__Work task__
The full listing, reproduced exactly, is what the response must contain.

__Information__
····················

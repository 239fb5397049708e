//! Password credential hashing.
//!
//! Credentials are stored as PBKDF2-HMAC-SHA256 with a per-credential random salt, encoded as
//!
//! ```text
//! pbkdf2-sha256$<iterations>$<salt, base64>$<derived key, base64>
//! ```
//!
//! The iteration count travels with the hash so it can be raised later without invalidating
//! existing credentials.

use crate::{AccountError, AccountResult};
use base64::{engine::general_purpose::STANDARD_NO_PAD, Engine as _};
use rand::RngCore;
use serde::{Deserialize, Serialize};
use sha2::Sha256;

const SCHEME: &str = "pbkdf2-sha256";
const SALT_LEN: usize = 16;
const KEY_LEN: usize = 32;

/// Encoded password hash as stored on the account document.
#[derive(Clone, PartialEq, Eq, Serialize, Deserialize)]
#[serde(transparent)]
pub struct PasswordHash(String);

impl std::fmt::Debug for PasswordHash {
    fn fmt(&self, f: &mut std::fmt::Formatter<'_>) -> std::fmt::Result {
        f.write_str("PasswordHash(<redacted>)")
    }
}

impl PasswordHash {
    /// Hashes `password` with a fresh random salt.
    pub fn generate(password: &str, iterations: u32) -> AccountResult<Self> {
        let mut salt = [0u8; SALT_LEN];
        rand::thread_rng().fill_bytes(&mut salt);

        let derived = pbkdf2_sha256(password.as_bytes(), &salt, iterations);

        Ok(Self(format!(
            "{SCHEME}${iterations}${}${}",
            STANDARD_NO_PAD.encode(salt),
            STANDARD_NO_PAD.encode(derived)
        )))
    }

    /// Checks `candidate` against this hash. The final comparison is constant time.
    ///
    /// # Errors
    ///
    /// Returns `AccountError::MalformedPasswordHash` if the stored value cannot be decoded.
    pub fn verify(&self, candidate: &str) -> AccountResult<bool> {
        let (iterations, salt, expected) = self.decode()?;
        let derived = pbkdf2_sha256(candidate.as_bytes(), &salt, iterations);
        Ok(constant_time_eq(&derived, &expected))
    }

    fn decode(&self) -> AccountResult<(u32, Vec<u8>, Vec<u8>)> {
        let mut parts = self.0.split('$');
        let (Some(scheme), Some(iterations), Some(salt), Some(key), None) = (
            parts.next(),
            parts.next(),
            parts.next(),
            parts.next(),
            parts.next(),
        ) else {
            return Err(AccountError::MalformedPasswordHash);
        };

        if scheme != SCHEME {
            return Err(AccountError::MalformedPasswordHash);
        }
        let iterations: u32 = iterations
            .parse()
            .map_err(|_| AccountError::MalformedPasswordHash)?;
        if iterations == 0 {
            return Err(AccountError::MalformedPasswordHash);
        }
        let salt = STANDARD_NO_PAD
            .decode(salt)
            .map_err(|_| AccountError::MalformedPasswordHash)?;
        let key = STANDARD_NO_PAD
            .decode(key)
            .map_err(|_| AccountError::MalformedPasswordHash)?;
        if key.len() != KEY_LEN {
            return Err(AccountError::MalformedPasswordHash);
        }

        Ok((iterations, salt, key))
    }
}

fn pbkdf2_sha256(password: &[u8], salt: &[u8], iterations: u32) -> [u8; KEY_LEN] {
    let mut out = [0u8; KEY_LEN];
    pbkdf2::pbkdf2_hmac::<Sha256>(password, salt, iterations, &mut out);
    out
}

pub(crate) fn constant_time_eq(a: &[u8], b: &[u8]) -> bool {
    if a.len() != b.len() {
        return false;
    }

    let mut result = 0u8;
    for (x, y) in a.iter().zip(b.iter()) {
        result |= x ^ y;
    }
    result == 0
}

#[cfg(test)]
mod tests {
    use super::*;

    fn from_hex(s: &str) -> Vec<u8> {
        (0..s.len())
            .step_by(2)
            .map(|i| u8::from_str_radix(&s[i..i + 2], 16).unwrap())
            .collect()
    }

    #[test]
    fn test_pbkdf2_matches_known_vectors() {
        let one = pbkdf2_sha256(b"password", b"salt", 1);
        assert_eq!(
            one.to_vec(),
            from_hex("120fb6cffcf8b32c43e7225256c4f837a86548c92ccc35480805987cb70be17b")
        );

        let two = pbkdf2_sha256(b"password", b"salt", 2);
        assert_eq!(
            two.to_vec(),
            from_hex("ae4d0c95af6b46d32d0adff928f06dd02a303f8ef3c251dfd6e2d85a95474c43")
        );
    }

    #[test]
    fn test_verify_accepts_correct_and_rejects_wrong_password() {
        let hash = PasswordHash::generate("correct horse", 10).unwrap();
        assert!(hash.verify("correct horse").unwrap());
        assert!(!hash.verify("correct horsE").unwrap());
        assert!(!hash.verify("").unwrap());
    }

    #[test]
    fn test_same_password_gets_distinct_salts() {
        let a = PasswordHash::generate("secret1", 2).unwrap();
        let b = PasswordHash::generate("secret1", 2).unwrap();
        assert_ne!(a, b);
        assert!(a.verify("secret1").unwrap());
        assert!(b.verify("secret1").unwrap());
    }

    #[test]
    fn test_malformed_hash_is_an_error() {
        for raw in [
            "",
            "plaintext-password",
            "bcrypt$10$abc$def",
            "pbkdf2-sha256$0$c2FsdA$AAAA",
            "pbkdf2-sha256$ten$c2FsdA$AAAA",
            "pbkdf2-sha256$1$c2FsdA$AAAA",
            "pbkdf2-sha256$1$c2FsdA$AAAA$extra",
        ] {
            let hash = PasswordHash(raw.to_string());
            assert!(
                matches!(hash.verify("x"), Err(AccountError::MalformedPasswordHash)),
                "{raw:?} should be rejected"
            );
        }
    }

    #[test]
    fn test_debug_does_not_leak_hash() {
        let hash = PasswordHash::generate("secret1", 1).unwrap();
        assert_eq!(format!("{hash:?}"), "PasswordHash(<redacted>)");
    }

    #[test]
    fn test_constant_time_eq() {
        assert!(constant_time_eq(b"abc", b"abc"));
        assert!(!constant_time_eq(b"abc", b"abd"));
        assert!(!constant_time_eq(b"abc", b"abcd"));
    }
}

····················

__Written solution__
repository 239fb5397049708e
//! Password credential hashing.
//!
//! Credentials are stored as PBKDF2-HMAC-SHA256 with a per-credential random salt, encoded as
//!
//! ```text
//! pbkdf2-sha256$<iterations>$<salt, base64>$<derived key, base64>
//! ```
//!
//! The iteration count travels with the hash so it can be raised later without invalidating
//! existing credentials.

use crate::{AccountError, AccountResult};
use base64::{engine::general_purpose::STANDARD_NO_PAD, Engine as _};
use rand::RngCore;
use serde::{Deserialize, Serialize};
use sha2::Sha256;

const SCHEME: &str = "pbkdf2-sha256";
const SALT_LEN: usize = 16;
const KEY_LEN: usize = 32;

/// Encoded password hash as stored on the account document.
#[derive(Clone, PartialEq, Eq, Serialize, Deserialize)]
#[serde(transparent)]
pub struct PasswordHash(String);

impl std::fmt::Debug for PasswordHash {
    fn fmt(&self, f: &mut std::fmt::Formatter<'_>) -> std::fmt::Result {
        f.write_str("PasswordHash(<redacted>)")
    }
}

impl PasswordHash {
    /// Hashes `password` with a fresh random salt.
    pub fn generate(password: &str, iterations: u32) -> AccountResult<Self> {
        let mut salt = [0u8; SALT_LEN];
        rand::thread_rng().fill_bytes(&mut salt);

        let derived = pbkdf2_sha256(password.as_bytes(), &salt, iterations);

        Ok(Self(format!(
            "{SCHEME}${iterations}${}${}",
            STANDARD_NO_PAD.encode(salt),
            STANDARD_NO_PAD.encode(derived)
        )))
    }

    /// Checks `candidate` against this hash. The final comparison is constant time.
    ///
    /// # Errors
    ///
    /// Returns `AccountError::MalformedPasswordHash` if the stored value cannot be decoded.
    pub fn verify(&self, candidate: &str) -> AccountResult<bool> {
        let (iterations, salt, expected) = self.decode()?;
        let derived = pbkdf2_sha256(candidate.as_bytes(), &salt, iterations);
        Ok(constant_time_eq(&derived, &expected))
    }

    fn decode(&self) -> AccountResult<(u32, Vec<u8>, Vec<u8>)> {
        let mut parts = self.0.split('$');
        let (Some(scheme), Some(iterations), Some(salt), Some(key), None) = (
            parts.next(),
            parts.next(),
            parts.next(),
            parts.next(),
            parts.next(),
        ) else {
            return Err(AccountError::MalformedPasswordHash);
        };

        if scheme != SCHEME {
            return Err(AccountError::MalformedPasswordHash);
        }
        let iterations: u32 = iterations
            .parse()
            .map_err(|_| AccountError::MalformedPasswordHash)?;
        if iterations == 0 {
            return Err(AccountError::MalformedPasswordHash);
        }
        let salt = STANDARD_NO_PAD
            .decode(salt)
            .map_err(|_| AccountError::MalformedPasswordHash)?;
        let key = STANDARD_NO_PAD
            .decode(key)
            .map_err(|_| AccountError::MalformedPasswordHash)?;
        if key.len() != KEY_LEN {
            return Err(AccountError::MalformedPasswordHash);
        }

        Ok((iterations, salt, key))
    }
}

fn pbkdf2_sha256(password: &[u8], salt: &[u8], iterations: u32) -> [u8; KEY_LEN] {
    let mut out = [0u8; KEY_LEN];
    pbkdf2::pbkdf2_hmac::<Sha256>(password, salt, iterations, &mut out);
    out
}

pub(crate) fn constant_time_eq(a: &[u8], b: &[u8]) -> bool {
    if a.len() != b.len() {
        return false;
    }

    let mut result = 0u8;
    for (x, y) in a.iter().zip(b.iter()) {
        result |= x ^ y;
    }
    result == 0
}

#[cfg(test)]
mod tests {
    use super::*;

    fn from_hex(s: &str) -> Vec<u8> {
        (0..s.len())
            .step_by(2)
            .map(|i| u8::from_str_radix(&s[i..i + 2], 16).unwrap())
            .collect()
    }

    #[test]
    fn test_pbkdf2_matches_known_vectors() {
        let one = pbkdf2_sha256(b"password", b"salt", 1);
        assert_eq!(
            one.to_vec(),
            from_hex("120fb6cffcf8b32c43e7225256c4f837a86548c92ccc35480805987cb70be17b")
        );

        let two = pbkdf2_sha256(b"password", b"salt", 2);
        assert_eq!(
            two.to_vec(),
            from_hex("ae4d0c95af6b46d32d0adff928f06dd02a303f8ef3c251dfd6e2d85a95474c43")
        );
    }

    #[test]
    fn test_verify_accepts_correct_and_rejects_wrong_password() {
        let hash = PasswordHash::generate("correct horse", 10).unwrap();
        assert!(hash.verify("correct horse").unwrap());
        assert!(!hash.verify("correct horsE").unwrap());
        assert!(!hash.verify("").unwrap());
    }

    #[test]
    fn test_same_password_gets_distinct_salts() {
        let a = PasswordHash::generate("secret1", 2).unwrap();
        let b = PasswordHash::generate("secret1", 2).unwrap();
        assert_ne!(a, b);
        assert!(a.verify("secret1").unwrap());
        assert!(b.verify("secret1").unwrap());
    }

    #[test]
    fn test_malformed_hash_is_an_error() {
        for raw in [
            "",
            "plaintext-password",
            "bcrypt$10$abc$def",
            "pbkdf2-sha256$0$c2FsdA$AAAA",
            "pbkdf2-sha256$ten$c2FsdA$AAAA",
            "pbkdf2-sha256$1$c2FsdA$AAAA",
            "pbkdf2-sha256$1$c2FsdA$AAAA$extra",
        ] {
            let hash = PasswordHash(raw.to_string());
            assert!(
                matches!(hash.verify("x"), Err(AccountError::MalformedPasswordHash)),
                "{raw:?} should be rejected"
            );
        }
    }

    #[test]
    fn test_debug_does_not_leak_hash() {
        let hash = PasswordHash::generate("secret1", 1).unwrap();
        assert_eq!(format!("{hash:?}"), "PasswordHash(<redacted>)");
    }

    #[test]
    fn test_constant_time_eq() {
        assert!(constant_time_eq(b"abc", b"abc"));
        assert!(!constant_time_eq(b"abc", b"abd"));
        assert!(!constant_time_eq(b"abc", b"abcd"));
    }
}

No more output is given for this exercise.